-1

I have a string say 'Hel@1*oO'

Input string -- Hel@1*oO

I want to create a function that will parse through the string 'Hel@1*oO' and replace all characters other than alphanumeric with #.

Basically I want to use regex as [^A-Za-z0-9]. So that other than these characters everything will be replaced with #

The Output will be -- Hel#1#oO

We have REGEX_REPLACE() in Oracle that does the same functionality but I need to get this functionality in SQL Server.

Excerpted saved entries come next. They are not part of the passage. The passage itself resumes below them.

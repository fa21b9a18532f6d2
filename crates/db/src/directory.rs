//! sqlx-backed implementation of the `UserDirectory` seam.

use async_trait::async_trait;

use inkpress_core::directory::{DirectoryError, UserDirectory, UserIdentity};
use inkpress_core::types::{DbId, Timestamp};

use crate::models::user::User;
use crate::repositories::UserRepo;
use crate::DbPool;

/// Adapts the `users` table to the authentication pipeline.
#[derive(Clone)]
pub struct PgDirectory {
    pool: DbPool,
}

impl PgDirectory {
    pub fn new(pool: DbPool) -> Self {
        Self { pool }
    }
}

fn to_identity(u: User) -> UserIdentity {
    UserIdentity {
        id: u.id,
        account: u.account,
        email: u.email,
        password_hash: u.password_hash,
        state: u.state,
        last_login_at: u.last_login_at,
    }
}

fn backend(e: sqlx::Error) -> DirectoryError {
    DirectoryError::Backend(e.to_string())
}

#[async_trait]
impl UserDirectory for PgDirectory {
    async fn find_by_id(&self, id: DbId) -> Result<Option<UserIdentity>, DirectoryError> {
        let row = UserRepo::find_by_id(&self.pool, id).await.map_err(backend)?;
        Ok(row.map(to_identity))
    }

    async fn find_by_account(
        &self,
        account: &str,
    ) -> Result<Option<UserIdentity>, DirectoryError> {
        let row = UserRepo::find_by_account(&self.pool, account)
            .await
            .map_err(backend)?;
        Ok(row.map(to_identity))
    }

    async fn record_login(&self, id: DbId, at: Timestamp) -> Result<(), DirectoryError> {
        UserRepo::record_login(&self.pool, id, at)
            .await
            .map_err(backend)
    }
}
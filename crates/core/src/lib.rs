//! Domain crate for the inkpress blog backend.
//!
//! No HTTP or database machinery here: everything is usable from
//! the persistence layer, the API layer, and any future CLI tooling
//! without extra dependencies.

pub mod directory;
pub mod error;
pub mod status;
pub mod token;
pub mod types;
pub mod validation;
//! User entity model.

use sqlx::FromRow;

use inkpress_core::types::{DbId, Timestamp};

/// Full user row from the `users` table.
///
/// Contains the password hash -- never serialize this to API
/// responses.
#[derive(Debug, Clone, FromRow)]
pub struct User {
    pub id: DbId,
    pub account: String,
    pub email: String,
    pub password_hash: String,
    pub state: i32,
    pub last_login_at: Option<Timestamp>,
    pub created_at: Timestamp,
    pub updated_at: Timestamp,
}
//! Remember-me auto-login resolver.
//!
//! Promotes an unauthenticated session to authenticated using the
//! long-lived cookie triple (`S_UID`, `S_TOKEN`, `S_TOKEN_TIME`),
//! at most once per session record. Every terminal outcome -- success
//! or any failure -- marks the record so no further attempt happens
//! for the session's lifetime; a client retries only by obtaining a
//! fresh session cookie.
//!
//! Failure is always silent from the client's perspective (the request
//! simply proceeds unauthenticated); only the access log distinguishes
//! outcomes, with status 310 `invalid_token` flagging a token that was
//! present and well-formed but failed verification.

use std::collections::HashMap;

use inkpress_core::status::{codes, messages};
use inkpress_core::token;
use inkpress_core::types::DbId;

use crate::access_log;
use crate::cookies::{self, names};
use crate::session::SessionHandle;
use crate::state::AppState;

/// Request facts the resolver needs for its distinct log events.
pub struct RequestInfo<'a> {
    pub ip: &'a str,
    pub path: &'a str,
    pub query: Option<&'a str>,
}

/// Resolve the session's authenticated user id, attempting auto-login
/// if this record has never tried before.
///
/// Returns the resolved user id (0 if unauthenticated). Idempotent per
/// record: after the first terminal outcome this performs no directory
/// lookups and no token computations.
pub async fn resolve(
    state: &AppState,
    session: &SessionHandle,
    request_cookies: &HashMap<String, String>,
    info: &RequestInfo<'_>,
) -> DbId {
    // The record lock is held across the whole attempt so two requests
    // racing on the same session id cannot both run the credential
    // check: at-most-once promotion per session.
    let mut record = session.record.lock().await;

    // Already authenticated: nothing to do.
    if record.user_id != 0 {
        return record.user_id;
    }
    // A prior attempt (success or failure) already ran.
    if record.auth_attempted {
        return 0;
    }

    let outcome = attempt(state, &session.id, request_cookies, info).await;
    record.auth_attempted = true;
    if let Some(user_id) = outcome {
        record.user_id = user_id;
    }
    record.user_id
}

/// Run one credential check. `None` means "proceed unauthenticated".
async fn attempt(
    state: &AppState,
    session_id: &str,
    request_cookies: &HashMap<String, String>,
    info: &RequestInfo<'_>,
) -> Option<DbId> {
    // 1. The full cookie triple must be present and well-formed;
    //    anything missing is a silent short-circuit, not an error.
    let user_id = cookies::get_i64(request_cookies, names::USER_ID).filter(|id| *id != 0)?;
    let token = request_cookies.get(names::TOKEN).filter(|t| !t.is_empty())?;
    let token_time = cookies::get_i64(request_cookies, names::TOKEN_TIME)?;

    // 2. The credential must expire strictly in the future.
    if token_time <= chrono::Utc::now().timestamp() {
        return None;
    }

    // 3. Look up the candidate identity. A directory failure fails
    //    closed: the request proceeds unauthenticated.
    let identity = match state.directory.find_by_id(user_id).await {
        Ok(Some(identity)) => identity,
        Ok(None) => return None,
        Err(e) => {
            tracing::warn!(error = %e, user_id, "Directory lookup failed during auto-login");
            return None;
        }
    };

    // 4. Only active accounts may auto-login.
    if !identity.is_active() {
        return None;
    }

    // 5. Constant-time token verification. A mismatch is logged
    //    distinctly: it means tampering, or credential reuse after a
    //    secret rotation.
    if !token::verify(&state.config.session_secret, &identity, token_time, token) {
        access_log::log_auto_login(
            info.ip,
            session_id,
            user_id,
            codes::INVALID_TOKEN,
            messages::INVALID_TOKEN,
            info.path,
            info.query,
        );
        return None;
    }

    access_log::log_auto_login(
        info.ip,
        session_id,
        user_id,
        codes::OK,
        messages::OK,
        info.path,
        info.query,
    );

    // 6. Record the login. Failure here is non-fatal to the
    //    authentication outcome but must reach the log.
    if let Err(e) = state
        .directory
        .record_login(identity.id, chrono::Utc::now())
        .await
    {
        tracing::warn!(error = %e, user_id, "Failed to record auto-login timestamp");
    }

    Some(identity.id)
}
//! Shared application router builder.
//!
//! Provides [`build_app_router`] so both the production binary
//! (`main.rs`) and integration tests (`tests/common/mod.rs`) use the
//! exact same middleware stack.

use std::time::Duration;

use axum::http::{HeaderName, StatusCode};
use axum::Router;
use tower_http::catch_panic::CatchPanicLayer;
use tower_http::request_id::{MakeRequestUuid, PropagateRequestIdLayer, SetRequestIdLayer};
use tower_http::timeout::TimeoutLayer;
use tower_http::trace::{DefaultMakeSpan, DefaultOnResponse, TraceLayer};
use tracing::Level;

use crate::config::ServerConfig;
use crate::routes;
use crate::state::AppState;

/// Build the full application [`Router`] with all middleware layers.
///
/// No CORS layer here: the dispatcher writes the CORS response headers
/// itself (wildcard origin with credentials, which `CorsLayer` refuses
/// to express), and `/health` needs none.
///
/// The middleware stack is applied bottom-up:
///
/// 1. Set request ID on incoming requests
/// 2. Structured request/response tracing
/// 3. Propagate request ID to response
/// 4. Request timeout
/// 5. Panic recovery (catch panics, return 500)
pub fn build_app_router(state: AppState, config: &ServerConfig) -> Router {
    let request_id_header = HeaderName::from_static("x-request-id");

    Router::new()
        // Liveness probe, outside the dispatcher pipeline.
        .merge(routes::health::router())
        // Business routes at the root, matching the cookie Path=/.
        .merge(routes::api_routes())
        // -- Middleware stack (applied bottom-up) --
        // Panic recovery: catch panics and return 500.
        .layer(CatchPanicLayer::new())
        // Request timeout.
        .layer(TimeoutLayer::with_status_code(
            StatusCode::REQUEST_TIMEOUT,
            Duration::from_secs(config.request_timeout_secs),
        ))
        // Propagate request ID to response.
        .layer(PropagateRequestIdLayer::new(request_id_header.clone()))
        // Structured request/response tracing.
        .layer(
            TraceLayer::new_for_http()
                .make_span_with(DefaultMakeSpan::new().level(Level::INFO))
                .on_response(DefaultOnResponse::new().level(Level::INFO)),
        )
        // Set request ID on incoming requests.
        .layer(SetRequestIdLayer::new(request_id_header, MakeRequestUuid))
        // Shared state.
        .with_state(state)
}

What set of functions can be used to achieve this.

Thanks for the help!

Liam
  • 51
  • 7
  • Like this: https://stackoverflow.com/questions/21378193/regex-pattern-inside-sql-replace-function OR https://www.sqlservercentral.com/blogs/regex-in-sql-server-for-replacing-text ? – xQbert Mar 29 '22 at 13:01
  • Could you share what version of SQL Server you're using? (And that's `SELECT @@VERSION;`, not `Help > About` in Management Studio.) – Aaron Bertrand Mar 29 '22 at 13:09

1 Answers1

1

As you may have found out, T-SQL has no Regex support and thus no support for Regex replacement. You can achieve Regex support with CLR functions if needed, however, I'm not going to cover that here as there are a wealth of resources out there for that already if you want to go down that route.

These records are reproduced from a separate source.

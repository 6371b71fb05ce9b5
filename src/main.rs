//! # Insight Harness CLI (`insight`)
//!
//! ## Usage
//!
//! ```bash
//! insight --config ./config/insight.toml <command>
//! ```
//!
//! ## Commands
//!
//! | Command | Description |
//! |---------|-------------|
//! | `insight init` | Create the upload, plot and index directories |
//! | `insight profile <file>` | Print the column profile of a tabular file as JSON |
//! | `insight index <file>` | (Re)build the retrieval index of a document |
//! | `insight ask <file> "<question>"` | Answer a question about a file |
//! | `insight dashboard <file>...` | Synthesize KPIs, charts and insights as JSON |
//! | `insight upload <file> --owner <id>` | Store a file through the ingress gate |
//!
//! Logs go to stderr (`RUST_LOG`, default `insight=info,insight_harness=info`); results go
//! to stdout.

use anyhow::Context;
use clap::{Parser, Subcommand};
use std::path::{Path, PathBuf};
use std::sync::Arc;
use tracing::warn;
use tracing_subscriber::EnvFilter;

use insight_harness::config::{self, Config};
use insight_harness::dashboard::DashboardSynthesizer;
use insight_harness::embedding::create_embedder;
use insight_harness::index::IndexBuilder;
use insight_harness::ingress;
use insight_harness::models::{DataSource, SourceKind};
use insight_harness::orchestrator::Orchestrator;
use insight_harness::profile;
use insight_harness::render::SvgRenderer;

/// Owner recorded for sources named on the command line.
const CLI_OWNER: &str = "cli";

/// Insight Harness: ask questions about datasets and documents.
#[derive(Parser)]
#[command(
    name = "insight",
    about = "Insight Harness: question answering and dashboards over datasets and documents",
    version
)]
struct Cli {
    /// Path to configuration file (TOML).
    #[arg(long, global = true, default_value = "./config/insight.toml")]
    config: PathBuf,

    /// Emit logs as JSON lines.
    #[arg(long, global = true)]
    log_json: bool,

    #[command(subcommand)]
    command: Commands,
}

#[derive(Subcommand)]
enum Commands {
    /// Create the configured directories. Idempotent.
    Init,

    /// Profile a tabular file and print its schema as JSON.
    Profile {
        /// A `.csv`, `.xlsx` or `.xls` file.
        file: PathBuf,
    },

    /// Build (or rebuild) the retrieval index of a document.
    Index {
        /// A `.pdf`, `.txt` or `.epub` file.
        file: PathBuf,
    },

    /// Answer a question about a dataset or document.
    ///
    /// Tabular files are answered by the reasoning agent, documents by
    /// retrieval over their passage index (built on first use).
    Ask {
        file: PathBuf,
        question: String,
        /// Print the raw result as JSON.
        #[arg(long)]
        json: bool,
    },

    /// Synthesize a dashboard for one or more files and print it as JSON.
    Dashboard {
        #[arg(required = true)]
        files: Vec<PathBuf>,
        /// Do not render chart images.
        #[arg(long)]
        no_render: bool,
    },

    /// Copy a file into the upload root after checking its extension.
    Upload {
        file: PathBuf,
        /// Owner the upload is stored under.
        #[arg(long)]
        owner: String,
    },
}

fn init_tracing(json: bool) {
    let filter = EnvFilter::try_from_default_env()
        .unwrap_or_else(|_| EnvFilter::new("insight=info,insight_harness=info"));
    let builder = tracing_subscriber::fmt()
        .with_env_filter(filter)
        .with_writer(std::io::stderr);
    if json {
        builder.json().init();
    } else {
        builder.init();
    }
}

fn source_for(file: &Path) -> anyhow::Result<DataSource> {
    DataSource::from_path(file, CLI_OWNER).with_context(|| format!("Cannot use {}", file.display()))
}

#[tokio::main]
async fn main() -> anyhow::Result<()> {
    let cli = Cli::parse();
    init_tracing(cli.log_json);

    let cfg = config::load_config(&cli.config)?;

    match cli.command {
        Commands::Init => {
            for dir in [
                &cfg.paths.upload_root,
                &cfg.paths.plot_root,
                &cfg.paths.index_root,
            ] {
                std::fs::create_dir_all(dir)
                    .with_context(|| format!("Failed to create {}", dir.display()))?;
            }
            println!("Directories initialized successfully.");
        }
        Commands::Profile { file } => {
            let schema = profile::profile_path(&file)
                .with_context(|| format!("Cannot profile {}", file.display()))?;
            println!("{}", serde_json::to_string_pretty(&schema)?);
        }
        Commands::Index { file } => {
            let source = source_for(&file)?;
            if source.kind != SourceKind::Document {
                anyhow::bail!("{} is not a document", file.display());
            }
            let index = index_builder(&cfg)?
                .build(&source)
                .await
                .with_context(|| format!("Cannot index {}", file.display()))?;
            println!(
                "Indexed {} passages into {}",
                index.len(),
                index.manifest.collection
            );
        }
        Commands::Ask {
            file,
            question,
            json,
        } => {
            let source = source_for(&file)?;
            let orchestrator = Orchestrator::from_config(&cfg)?;
            let result = orchestrator.answer(&source, &question).await;
            if json {
                println!("{}", serde_json::to_string_pretty(&result)?);
            } else {
                println!("{}", result.answer_text);
                for url in &result.chart_refs {
                    println!("Chart: {}", url);
                }
            }
        }
        Commands::Dashboard { files, no_render } => {
            let mut sources = Vec::with_capacity(files.len());
            for file in &files {
                match source_for(file) {
                    Ok(source) => sources.push(source),
                    Err(e) => {
                        warn!(file = %file.display(), error = %format!("{:#}", e), "skipping file")
                    }
                }
            }
            let mut synthesizer = DashboardSynthesizer::new(&cfg.profiler, &cfg.dashboard);
            if !no_render {
                synthesizer = synthesizer.with_renderer(Arc::new(SvgRenderer::new(&cfg.paths)));
            }
            let mut dashboard = synthesizer.synthesize(&sources);
            dashboard.summary.total_files = files.len();
            println!("{}", serde_json::to_string_pretty(&dashboard)?);
        }
        Commands::Upload { file, owner } => {
            let filename = file
                .file_name()
                .and_then(|n| n.to_str())
                .ok_or_else(|| anyhow::anyhow!("Invalid file name: {}", file.display()))?;
            let bytes = std::fs::read(&file)
                .with_context(|| format!("Failed to read {}", file.display()))?;
            let source = ingress::store_upload(&cfg.paths, &owner, filename, &bytes)?;
            println!("{}", serde_json::to_string_pretty(&source)?);
        }
    }

    Ok(())
}

fn index_builder(cfg: &Config) -> anyhow::Result<IndexBuilder> {
    let embedder = create_embedder(&cfg.embedding)?;
    Ok(IndexBuilder::new(
        &cfg.paths.index_root,
        &cfg.chunking,
        &cfg.retrieval,
        embedder,
    ))
}
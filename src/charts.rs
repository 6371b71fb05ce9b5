//! Chart descriptions built from table columns.
//!
//! Shared by the dashboard and the agent's `chart` step. Builders return
//! `None` when the columns yield nothing to draw.

use crate::models::{ChartKind, ChartSpec, Series};
use crate::profile::{group_values, value_counts};
use crate::table::{parse_number, Table};

/// Categories shown on a bar chart, largest first.
pub const BAR_TOP_CATEGORIES: usize = 10;

/// Sum of `num` per value of `cat`, largest groups first.
pub fn bar_by_category(table: &Table, cat: usize, num: usize) -> Option<ChartSpec> {
    let mut groups: Vec<(String, f64)> = group_values(table, cat, num)
        .into_iter()
        .map(|(key, values)| (key, values.iter().sum()))
        .collect();
    if groups.is_empty() {
        return None;
    }
    groups.sort_by(|a, b| b.1.total_cmp(&a.1));
    groups.truncate(BAR_TOP_CATEGORIES);

    let cat_name = &table.columns[cat];
    let num_name = &table.columns[num];
    Some(ChartSpec {
        kind: ChartKind::Bar,
        title: format!("{} by {}", num_name, cat_name),
        labels: groups.iter().map(|(k, _)| k.clone()).collect(),
        series: vec![Series {
            name: num_name.clone(),
            values: groups.iter().map(|(_, v)| *v).collect(),
        }],
        x_label: Some(cat_name.clone()),
        y_label: Some(num_name.clone()),
        data_ref: None,
    })
}

/// Row count per value of `cat`, largest first.
pub fn count_bar(table: &Table, cat: usize) -> Option<ChartSpec> {
    let counts = value_counts(table.cells(cat));
    if counts.is_empty() {
        return None;
    }
    let top: Vec<_> = counts.into_iter().take(BAR_TOP_CATEGORIES).collect();
    let cat_name = &table.columns[cat];
    Some(ChartSpec {
        kind: ChartKind::Bar,
        title: format!("Count by {}", cat_name),
        labels: top.iter().map(|(k, _)| k.clone()).collect(),
        series: vec![Series {
            name: "count".into(),
            values: top.iter().map(|(_, n)| *n as f64).collect(),
        }],
        x_label: Some(cat_name.clone()),
        y_label: Some("count".into()),
        data_ref: None,
    })
}

/// Share of the `top` most frequent values of `cat`.
pub fn pie_distribution(table: &Table, cat: usize, top: usize) -> Option<ChartSpec> {
    let counts: Vec<_> = value_counts(table.cells(cat)).into_iter().take(top).collect();
    if counts.is_empty() {
        return None;
    }
    let cat_name = &table.columns[cat];
    Some(ChartSpec {
        kind: ChartKind::Pie,
        title: format!("Distribution of {}", cat_name),
        labels: counts.iter().map(|(k, _)| k.clone()).collect(),
        series: vec![Series {
            name: cat_name.clone(),
            values: counts.iter().map(|(_, n)| *n as f64).collect(),
        }],
        x_label: None,
        y_label: None,
        data_ref: None,
    })
}

/// First `max_points` row values of each column, in row order.
///
/// Missing cells are drawn as zero.
pub fn line_trend(table: &Table, columns: &[usize], max_points: usize) -> Option<ChartSpec> {
    let points = table.row_count().min(max_points);
    if columns.is_empty() || points == 0 {
        return None;
    }
    let series = columns
        .iter()
        .map(|&c| Series {
            name: table.columns[c].clone(),
            values: table
                .cells(c)
                .take(points)
                .map(|cell| parse_number(cell).unwrap_or(0.0))
                .collect(),
        })
        .collect();
    Some(ChartSpec {
        kind: ChartKind::Line,
        title: "Trend Analysis".into(),
        labels: (0..points).map(|i| i.to_string()).collect(),
        series,
        x_label: Some("Index".into()),
        y_label: Some("Value".into()),
        data_ref: None,
    })
}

Assuming, however, you are on a fully supported version of SQL Server, you can use a Tally to break the string into individual characters, and then reaggregate the string with STRING_AGG (if you aren't on a fully supported version, you'll need to use the "old" FOR XML PATH method).

This gives you something like this:

DECLARE @String nvarchar(4000) = N'Hel@1*oO',
        @Pattern nvarchar(100) = N'[^A-Za-z0-9]',
        @ReplacementCharacter nvarchar(1) = '#';

WITH N AS(
    SELECT N
    FROM (VALUES(NULL),(NULL),(NULL),(NULL),(NULL),(NULL),(NULL),(NULL))N(N)),
Tally AS(
    SELECT TOP(LEN(@String))
           ROW_NUMBER() OVER (ORDER BY (SELECT NULL)) AS I
    FROM N N1, N N2, N N3, N N4)
SELECT STRING_AGG(CASE WHEN V.C LIKE @Pattern THEN @ReplacementCharacter ELSE V.C END,'') WITHIN GROUP (ORDER BY T.I)
FROM Tally T
     CROSS APPLY (VALUES(SUBSTRING(@String,T.I,1)))V(C);

If you wanted to, you could convert this to an inline table-value function, and then use that against a column (or value):

CREATE OR ALTER FUNCTION dbo.PatternCharacterReplace (@String nvarchar(4000), @Pattern nvarchar(100), @ReplacementCharacter nvarchar(1)) 
RETURNS table
AS RETURN
    WITH N AS(
        SELECT N
        FROM (VALUES(NULL),(NULL),(NULL),(NULL),(NULL),(NULL),(NULL),(NULL))N(N)),
    Tally AS(
        SELECT TOP(LEN(@String))
               ROW_NUMBER() OVER (ORDER BY (SELECT NULL)) AS I
        FROM N N1, N N2, N N3, N N4)  --4096 rows; For a varchar(8000) or MAX you would need more rows for such lengths
    SELECT STRING_AGG(CASE WHEN V.C LIKE @Pattern THEN @ReplacementCharacter ELSE V.C END,'') WITHIN GROUP (ORDER BY T.I) AS ReplacedString
    FROM Tally T
         CROSS APPLY (VALUES(SUBSTRING(@String,T.I,1)))V(C);
GO

SELECT *
FROM (VALUES(N'Hel@1*oO'),('H0w 4re y0u? :)'))V(S)
     CROSS APPLY dbo.PatternCharacterReplace(V.S,N'[^A-Za-z0-9]',N'#') PCR;

Note that for the function, you may need to create multiple versions for nvarchar and varchar (and possibly explicitly ones for MAX length ones too)

Again, as mentioned, if you need true Regex replacement functionality, you'll need to look into CLR or do the operation outside of SQL Server.

Thom A
  • 88,727
  • 11
  • 45
  • 75